* PROBLEM REQUIREMENTS *
Print all records exactly, leaving nothing out.

*** RECORDS FOR THIS EXERCISE

use async_trait::async_trait;
use elgato_streamdeck::asynchronous::AsyncStreamDeck;
use elgato_streamdeck::images::{ImageRect, convert_image_with_format_async};
use elgato_streamdeck::info::Kind;
use elgato_streamdeck::{DeviceStateUpdate, list_devices, new_hidapi};
use image::{DynamicImage, RgbaImage};
use std::sync::Arc;
use tokio::sync::mpsc;
use tokio::task::JoinHandle;
use tracing::{debug, error, info};

use super::{DeckSession, DeviceSummary, SessionGuard};
use crate::config::DeviceConfig;
use crate::error::DeckError;
use crate::models::{PixelBuffer, PixelFormat};

/// Input poll rate for the key reader, in Hz
const POLL_RATE: f32 = 50.0;
const KEY_CHANNEL_SIZE: usize = 32;

pub struct StreamDeckSession {
    device: Arc<AsyncStreamDeck>,
    kind: Kind,
    serial: String,
    reader: JoinHandle<()>,
    _guard: SessionGuard,
}

pub fn list() -> Result<Vec<DeviceSummary>, DeckError> {
    let hid = new_hidapi().map_err(|e| DeckError::Push(format!("Failed to initialise HID: {e}")))?;
    Ok(list_devices(&hid)
        .into_iter()
        .map(|(kind, serial)| DeviceSummary {
            kind: format!("{kind:?}"),
            serial,
        })
        .collect())
}

/// Opens the configured device, or the first one found, and starts
/// forwarding key releases to the returned channel.
pub async fn open(
    config: &DeviceConfig,
) -> Result<(StreamDeckSession, mpsc::Receiver<u8>), DeckError> {
    let guard = SessionGuard::acquire()?;

    let hid = new_hidapi().map_err(|e| DeckError::Push(format!("Failed to initialise HID: {e}")))?;
    let devices = list_devices(&hid);

    let (kind, serial) = match &config.serial {
        Some(wanted) => devices.into_iter().find(|(_, serial)| serial == wanted),
        None => devices.into_iter().next(),
    }
    .ok_or(DeckError::NoDevice)?;

    let device = Arc::new(AsyncStreamDeck::connect(&hid, kind, &serial)?);
    device.set_brightness(config.brightness.min(100)).await?;
    device.clear_all_button_images().await?;
    device.flush().await?;

    info!("Opened {kind:?} ({serial})");

    let (tx, rx) = mpsc::channel(KEY_CHANNEL_SIZE);
    let reader = tokio::spawn(read_keys(Arc::clone(&device), tx));

    Ok((
        StreamDeckSession {
            device,
            kind,
            serial,
            reader,
            _guard: guard,
        },
        rx,
    ))
}

async fn read_keys(device: Arc<AsyncStreamDeck>, tx: mpsc::Sender<u8>) {
    let reader = device.get_reader();
    loop {
        match reader.read(POLL_RATE).await {
            Ok(updates) => {
                for update in updates {
                    if let DeviceStateUpdate::ButtonUp(key) = update {
                        debug!("Key {key} released");
                        if tx.send(key).await.is_err() {
                            return;
                        }
                    }
                }
            }
            Err(e) => {
                error!("Stopped reading keys: {e}");
                return;
            }
        }
    }
}

/// How a kind's LCD takes a full status strip.
#[derive(Debug, Clone, Copy, PartialEq, Eq)]
enum StripWrite {
    /// Positioned region write; only the Stream Deck + accepts it.
    Region,
    /// Whole-screen fill, encoded in the kind's LCD image format.
    Fill,
}

fn strip_write(kind: Kind) -> Option<StripWrite> {
    match kind {
        Kind::Plus => Some(StripWrite::Region),
        _ if kind.lcd_image_format().is_some() => Some(StripWrite::Fill),
        _ => None,
    }
}

/// Buffers arrive in whatever order the renderer was configured for; the
/// driver always wants RGBA.
fn to_image(pixels: &PixelBuffer) -> Result<DynamicImage, DeckError> {
    let rgba = pixels.clone().into_format(PixelFormat::Rgba);
    RgbaImage::from_raw(rgba.width, rgba.height, rgba.data)
        .map(DynamicImage::ImageRgba8)
        .ok_or_else(|| DeckError::Push("pixel buffer does not match its dimensions".to_string()))
}

#[async_trait]
impl DeckSession for StreamDeckSession {
    fn describe(&self) -> String {
        format!("{:?} ({})", self.kind, self.serial)
    }

    fn icon_size(&self) -> (u32, u32) {
        let (w, h) = self.kind.key_image_format().size;
        (w as u32, h as u32)
    }

    fn strip_size(&self) -> Option<(u32, u32)> {
        strip_write(self.kind)?;
        self.kind
            .lcd_strip_size()
            .map(|(w, h)| (w as u32, h as u32))
    }

    async fn push_icon(&self, slot: u8, pixels: &PixelBuffer) -> Result<(), DeckError> {
        if slot >= self.kind.key_count() {
            return Err(DeckError::Push(format!("no key {slot} on {:?}", self.kind)));
        }
        self.device.set_button_image(slot, to_image(pixels)?).await?;
        self.device.flush().await?;
        Ok(())
    }

    async fn push_status_strip(&self, pixels: &PixelBuffer) -> Result<(), DeckError> {
        let image = to_image(pixels)?;
        match strip_write(self.kind) {
            Some(StripWrite::Region) => {
                let rect = ImageRect::from_image(image)
                    .map_err(|e| DeckError::Push(format!("Failed to encode strip image: {e}")))?;
                self.device.write_lcd(0, 0, &rect).await?;
            }
            Some(StripWrite::Fill) => {
                let format = self
                    .kind
                    .lcd_image_format()
                    .ok_or_else(|| DeckError::Push(format!("{:?} has no LCD format", self.kind)))?;
                let data = convert_image_with_format_async(format, image)?;
                self.device.write_lcd_fill(&data).await?;
            }
            None => {
                return Err(DeckError::Push(format!("{:?} has no LCD strip", self.kind)));
            }
        }
        Ok(())
    }
}

impl Drop for StreamDeckSession {
    fn drop(&mut self) {
        self.reader.abort();
    }
}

******

* SOLUTION *
use async_trait::async_trait;
use elgato_streamdeck::asynchronous::AsyncStreamDeck;
use elgato_streamdeck::images::{ImageRect, convert_image_with_format_async};
use elgato_streamdeck::info::Kind;
use elgato_streamdeck::{DeviceStateUpdate, list_devices, new_hidapi};
use image::{DynamicImage, RgbaImage};
use std::sync::Arc;
use tokio::sync::mpsc;
use tokio::task::JoinHandle;
use tracing::{debug, error, info};

use super::{DeckSession, DeviceSummary, SessionGuard};
use crate::config::DeviceConfig;
use crate::error::DeckError;
use crate::models::{PixelBuffer, PixelFormat};

/// Input poll rate for the key reader, in Hz
const POLL_RATE: f32 = 50.0;
const KEY_CHANNEL_SIZE: usize = 32;

pub struct StreamDeckSession {
    device: Arc<AsyncStreamDeck>,
    kind: Kind,
    serial: String,
    reader: JoinHandle<()>,
    _guard: SessionGuard,
}

pub fn list() -> Result<Vec<DeviceSummary>, DeckError> {
    let hid = new_hidapi().map_err(|e| DeckError::Push(format!("Failed to initialise HID: {e}")))?;
    Ok(list_devices(&hid)
        .into_iter()
        .map(|(kind, serial)| DeviceSummary {
            kind: format!("{kind:?}"),
            serial,
        })
        .collect())
}

/// Opens the configured device, or the first one found, and starts
/// forwarding key releases to the returned channel.
pub async fn open(
    config: &DeviceConfig,
) -> Result<(StreamDeckSession, mpsc::Receiver<u8>), DeckError> {
    let guard = SessionGuard::acquire()?;

    let hid = new_hidapi().map_err(|e| DeckError::Push(format!("Failed to initialise HID: {e}")))?;
    let devices = list_devices(&hid);

    let (kind, serial) = match &config.serial {
        Some(wanted) => devices.into_iter().find(|(_, serial)| serial == wanted),
        None => devices.into_iter().next(),
    }
    .ok_or(DeckError::NoDevice)?;

    let device = Arc::new(AsyncStreamDeck::connect(&hid, kind, &serial)?);
    device.set_brightness(config.brightness.min(100)).await?;
    device.clear_all_button_images().await?;
    device.flush().await?;

    info!("Opened {kind:?} ({serial})");

    let (tx, rx) = mpsc::channel(KEY_CHANNEL_SIZE);
    let reader = tokio::spawn(read_keys(Arc::clone(&device), tx));

    Ok((
        StreamDeckSession {
            device,
            kind,
            serial,
            reader,
            _guard: guard,
        },
        rx,
    ))
}

async fn read_keys(device: Arc<AsyncStreamDeck>, tx: mpsc::Sender<u8>) {
    let reader = device.get_reader();
    loop {
        match reader.read(POLL_RATE).await {
            Ok(updates) => {
                for update in updates {
                    if let DeviceStateUpdate::ButtonUp(key) = update {
                        debug!("Key {key} released");
                        if tx.send(key).await.is_err() {
                            return;
                        }
                    }
                }
            }
            Err(e) => {
                error!("Stopped reading keys: {e}");
                return;
            }
        }
    }
}

/// How a kind's LCD takes a full status strip.
#[derive(Debug, Clone, Copy, PartialEq, Eq)]
enum StripWrite {
    /// Positioned region write; only the Stream Deck + accepts it.
    Region,
    /// Whole-screen fill, encoded in the kind's LCD image format.
    Fill,
}

fn strip_write(kind: Kind) -> Option<StripWrite> {
    match kind {
        Kind::Plus => Some(StripWrite::Region),
        _ if kind.lcd_image_format().is_some() => Some(StripWrite::Fill),
        _ => None,
    }
}

/// Buffers arrive in whatever order the renderer was configured for; the
/// driver always wants RGBA.
fn to_image(pixels: &PixelBuffer) -> Result<DynamicImage, DeckError> {
    let rgba = pixels.clone().into_format(PixelFormat::Rgba);
    RgbaImage::from_raw(rgba.width, rgba.height, rgba.data)
        .map(DynamicImage::ImageRgba8)
        .ok_or_else(|| DeckError::Push("pixel buffer does not match its dimensions".to_string()))
}

#[async_trait]
impl DeckSession for StreamDeckSession {
    fn describe(&self) -> String {
        format!("{:?} ({})", self.kind, self.serial)
    }

    fn icon_size(&self) -> (u32, u32) {
        let (w, h) = self.kind.key_image_format().size;
        (w as u32, h as u32)
    }

    fn strip_size(&self) -> Option<(u32, u32)> {
        strip_write(self.kind)?;
        self.kind
            .lcd_strip_size()
            .map(|(w, h)| (w as u32, h as u32))
    }

    async fn push_icon(&self, slot: u8, pixels: &PixelBuffer) -> Result<(), DeckError> {
        if slot >= self.kind.key_count() {
            return Err(DeckError::Push(format!("no key {slot} on {:?}", self.kind)));
        }
        self.device.set_button_image(slot, to_image(pixels)?).await?;
        self.device.flush().await?;
        Ok(())
    }

    async fn push_status_strip(&self, pixels: &PixelBuffer) -> Result<(), DeckError> {
        let image = to_image(pixels)?;
        match strip_write(self.kind) {
            Some(StripWrite::Region) => {
                let rect = ImageRect::from_image(image)
                    .map_err(|e| DeckError::Push(format!("Failed to encode strip image: {e}")))?;
                self.device.write_lcd(0, 0, &rect).await?;
            }
            Some(StripWrite::Fill) => {
                let format = self
                    .kind
                    .lcd_image_format()
                    .ok_or_else(|| DeckError::Push(format!("{:?} has no LCD format", self.kind)))?;
                let data = convert_image_with_format_async(format, image)?;
                self.device.write_lcd_fill(&data).await?;
            }
            None => {
                return Err(DeckError::Push(format!("{:?} has no LCD strip", self.kind)));
            }
        }
        Ok(())
    }
}

impl Drop for StreamDeckSession {
    fn drop(&mut self) {
        self.reader.abort();
    }
}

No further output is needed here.